Отец не обижал нас с Гошкой, даже голоса ни разу не повысил. Покупал нам игрушки и сладости, пытался расспрашивать о наших детских делишках, но видно было, что он делает над собой усилие, да и мы не шли ему навстречу. Возможно, на нас действовал пример матери, хотя она про отца никогда худого слова не сказала. Она не перечила отцу, не вступала с ним в спор, да и вообще почти не разговаривала. При нас родители ни разу не поругались, очевидно, решая свои проблемы за закрытой дверью спальни.

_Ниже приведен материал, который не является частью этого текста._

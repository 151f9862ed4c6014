//! Channel limits and luminance weights.

/// Largest value a colour channel can hold
pub const CHANNEL_MAX: u8 = 255;

/// BT.709 red weight
pub const LUMA_RED: f64 = 0.2126;

/// BT.709 green weight
pub const LUMA_GREEN: f64 = 0.7152;

/// BT.709 blue weight
pub const LUMA_BLUE: f64 = 0.0722;

/// Hex digits needed before a shade input can be expanded to `rrggbb`
pub const SHADE_MIN_DIGITS: usize = 3;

В квартире было три комнаты, родители занимали большую, а нам с Гошкой достались поменьше, и он обижался, что ему выпала самая маленькая, хотя мы честно тащили жребий. Мы не входили к родителям без стука, как, впрочем, и они к нам. Только однажды я нечаянно подглядела странную сцену, которая долго потом занимала мои мысли.
Мне было лет двенадцать. Неосторожно напившись вечером любимого компота, я в полночь побежала в туалет. Дверь родительской спальни была приоткрыта, оттуда выбивался свет, и я зачем-то заглянула. Прямо напротив меня на кровати сидела мать, заплетая косу. На ней была белая ночная рубашка в цветочек. Чуть повернув голову, я увидела отца: он стоял спиной ко мне – в одних трусах. Тут-то я и разглядела страшные шрамы: один под левой лопаткой, другой на пояснице справа. Отец что-то тихо говорил, но я ничего не могла расслышать из-за собственного дыхания, которое старалась сдерживать, отчего пыхтела еще больше, да и сердце колотилось где-то в ушах. Я почему-то испугалась, хотя ничего тревожного не было ни в позе отца, ни в выражении лица матери. «Катя, – расслышала я слова отца. – Умоляю тебя!» И тут мать сделала странную вещь: вытянула в его сторону ногу, а потом как бы указала ею на пол. Отец резко шагнул к кровати, и я подумала: сейчас произойдет что-то страшное! Но он вдруг рухнул на колени. Именно рухнул, я даже словно услышала грохот обрушившейся конструкции тела. Потом нагнулся, взял ее ногу за щиколотку и поцеловал подъем маленькой ступни…
Я отскочила от двери и побежала к себе. Я мало что поняла, но одно почувствовала совершенно точно: мама унизила отца, а он принял это унижение. Мой маленький мирок перевернулся: мне всегда казалось, что именно мама находится в подчиненном положении! Она на любой свой шаг спрашивала отцовского разрешения и, молчаливо подчиняясь его требованиям, лишь порой пожимала плечами или выразительно поднимала брови.
Поговорить об этом я не могла ни с кем – не с Гошкой же! Так и носила в себе долгие годы, пока наконец не узнала страшную правду и не поняла, как обстояло дело в действительности. Но про шрамы я у Гоши спросила. Он ответил, что отца ранили на войне и на службе, а больше он и сам не знал. Надо сказать, что отцовская служба у нас в семье не обсуждалась вообще – точно так же мы никогда не говорили о политике. Мы знали, что отец работал «в органах», как и дед Пава, но только повзрослев, осознали, что это за органы. Чем именно занимается отец на Лубянке, мы никакого представления не имели.
Все свои сомнения, беды и огорчения мы доверяли только маме. Она умела с нами разговаривать, а еще больше – слушать. А иногда и слов не требовалось: мама могла многое выразить улыбкой, взглядом, движением брови. Между нами существовала такая тесная связь, что мама всегда знала, где мы были и что делали – еще до наших рассказов. А сколько раз я и Гошка внезапно бросали свои занятия и шли на беззвучный зов матери, которой требовалась какая-нибудь помощь: она только подумала, а мы услышали. Когда звонил телефон, она, еще не сняв трубку, говорила, кто звонит, и всегда чувствовала приближение какого-либо важного события. В детстве мы не придавали этому особенного значения, но когда выросли, осознали, что такие способности матери весьма необычны.